> **Records shown**:
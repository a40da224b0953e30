//! Student-facing grade reports with JSON export.

use std::path::Path;

use anyhow::{Context, Result};
use chrono::{DateTime, Utc};
use serde::{Deserialize, Serialize};
use uuid::Uuid;

use crate::model::{Grade, GradeStatus, LatePenalty, Rubric, ScoringMode};
use crate::scoring::{percentage_of, PASS_THRESHOLD};

/// What a student sees for one graded submission.
#[derive(Debug, Clone, PartialEq, Serialize, Deserialize)]
pub struct GradeReport {
    pub grade_id: Uuid,
    pub submission_id: String,
    pub status: GradeStatus,
    pub marks: f64,
    /// Maximum attainable marks, when the scoring mode is known.
    pub max_marks: Option<f64>,
    pub percentage: Option<f64>,
    pub passed: Option<bool>,
    pub feedback: String,
    pub rejection_reason: Option<String>,
    pub penalty: Option<LatePenalty>,
    pub breakdown: Vec<CriterionLine>,
    pub published_at: Option<DateTime<Utc>>,
}

/// One rubric criterion in a report.
#[derive(Debug, Clone, PartialEq, Serialize, Deserialize)]
pub struct CriterionLine {
    pub criterion: String,
    pub score: f64,
    pub max_points: f64,
    pub comments: String,
}

impl GradeReport {
    /// Build the report for a grade, or `None` while the grade is hidden from
    /// the student (ungraded or still a draft).
    ///
    /// `rubric` is required to produce a criterion breakdown; criteria no
    /// longer in the rubric are listed under their id with a max of 0.
    pub fn for_student(grade: &Grade, rubric: Option<&Rubric>) -> Option<Self> {
        if !grade.is_visible_to_student() {
            return None;
        }

        let breakdown = grade
            .criterion_scores
            .iter()
            .map(|cs| {
                let criterion = rubric.and_then(|r| r.criterion(&cs.criterion_id));
                CriterionLine {
                    criterion: criterion
                        .map(|c| c.name.clone())
                        .unwrap_or_else(|| cs.criterion_id.clone()),
                    score: cs.score,
                    max_points: criterion.map(|c| c.max_points).unwrap_or(0.0),
                    comments: cs.comments.clone(),
                }
            })
            .collect();

        let max_marks = match (&grade.scoring, rubric) {
            _ if grade.status == GradeStatus::Rejected => None,
            (Some(ScoringMode::Manual { max_marks }), _) => Some(*max_marks),
            (Some(ScoringMode::Rubric { .. }), Some(r)) => Some(r.total_marks),
            _ => None,
        };

        Some(Self {
            grade_id: grade.id,
            submission_id: grade.submission_id.clone(),
            status: grade.status,
            marks: grade.marks,
            max_marks,
            percentage: max_marks.map(|max| percentage_of(grade.marks, max)),
            passed: max_marks.map(|max| grade.marks >= PASS_THRESHOLD * max),
            feedback: grade.feedback.clone(),
            rejection_reason: grade.rejection_reason.clone(),
            penalty: grade.penalty.clone(),
            breakdown,
            published_at: grade.published_at,
        })
    }

    /// Save the report as JSON to a file.
    pub fn save_json(&self, path: &Path) -> Result<()> {
        let json = serde_json::to_string_pretty(self).context("failed to serialize report")?;
        if let Some(parent) = path.parent().filter(|p| !p.as_os_str().is_empty()) {
            std::fs::create_dir_all(parent)?;
        }
        std::fs::write(path, json)
            .with_context(|| format!("failed to write report to {}", path.display()))?;
        Ok(())
    }

    /// Load a report from a JSON file.
    pub fn load_json(path: &Path) -> Result<Self> {
        let content = std::fs::read_to_string(path)
            .with_context(|| format!("failed to read report from {}", path.display()))?;
        serde_json::from_str(&content).context("failed to parse report JSON")
    }
}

> **What this task involves**: Please give back all of the material above exactly as it was written.

> **Response to the exercise**:
repository a40da224b0953e30
//! Student-facing grade reports with JSON export.

use std::path::Path;

use anyhow::{Context, Result};
use chrono::{DateTime, Utc};
use serde::{Deserialize, Serialize};
use uuid::Uuid;

use crate::model::{Grade, GradeStatus, LatePenalty, Rubric, ScoringMode};
use crate::scoring::{percentage_of, PASS_THRESHOLD};

/// What a student sees for one graded submission.
#[derive(Debug, Clone, PartialEq, Serialize, Deserialize)]
pub struct GradeReport {
    pub grade_id: Uuid,
    pub submission_id: String,
    pub status: GradeStatus,
    pub marks: f64,
    /// Maximum attainable marks, when the scoring mode is known.
    pub max_marks: Option<f64>,
    pub percentage: Option<f64>,
    pub passed: Option<bool>,
    pub feedback: String,
    pub rejection_reason: Option<String>,
    pub penalty: Option<LatePenalty>,
    pub breakdown: Vec<CriterionLine>,
    pub published_at: Option<DateTime<Utc>>,
}

/// One rubric criterion in a report.
#[derive(Debug, Clone, PartialEq, Serialize, Deserialize)]
pub struct CriterionLine {
    pub criterion: String,
    pub score: f64,
    pub max_points: f64,
    pub comments: String,
}

impl GradeReport {
    /// Build the report for a grade, or `None` while the grade is hidden from
    /// the student (ungraded or still a draft).
    ///
    /// `rubric` is required to produce a criterion breakdown; criteria no
    /// longer in the rubric are listed under their id with a max of 0.
    pub fn for_student(grade: &Grade, rubric: Option<&Rubric>) -> Option<Self> {
        if !grade.is_visible_to_student() {
            return None;
        }

        let breakdown = grade
            .criterion_scores
            .iter()
            .map(|cs| {
                let criterion = rubric.and_then(|r| r.criterion(&cs.criterion_id));
                CriterionLine {
                    criterion: criterion
                        .map(|c| c.name.clone())
                        .unwrap_or_else(|| cs.criterion_id.clone()),
                    score: cs.score,
                    max_points: criterion.map(|c| c.max_points).unwrap_or(0.0),
                    comments: cs.comments.clone(),
                }
            })
            .collect();

        let max_marks = match (&grade.scoring, rubric) {
            _ if grade.status == GradeStatus::Rejected => None,
            (Some(ScoringMode::Manual { max_marks }), _) => Some(*max_marks),
            (Some(ScoringMode::Rubric { .. }), Some(r)) => Some(r.total_marks),
            _ => None,
        };

        Some(Self {
            grade_id: grade.id,
            submission_id: grade.submission_id.clone(),
            status: grade.status,
            marks: grade.marks,
            max_marks,
            percentage: max_marks.map(|max| percentage_of(grade.marks, max)),
            passed: max_marks.map(|max| grade.marks >= PASS_THRESHOLD * max),
            feedback: grade.feedback.clone(),
            rejection_reason: grade.rejection_reason.clone(),
            penalty: grade.penalty.clone(),
            breakdown,
            published_at: grade.published_at,
        })
    }

    /// Save the report as JSON to a file.
    pub fn save_json(&self, path: &Path) -> Result<()> {
        let json = serde_json::to_string_pretty(self).context("failed to serialize report")?;
        if let Some(parent) = path.parent().filter(|p| !p.as_os_str().is_empty()) {
            std::fs::create_dir_all(parent)?;
        }
        std::fs::write(path, json)
            .with_context(|| format!("failed to write report to {}", path.display()))?;
        Ok(())
    }

    /// Load a report from a JSON file.
    pub fn load_json(path: &Path) -> Result<Self> {
        let content = std::fs::read_to_string(path)
            .with_context(|| format!("failed to read report from {}", path.display()))?;
        serde_json::from_str(&content).context("failed to parse report JSON")
    }
}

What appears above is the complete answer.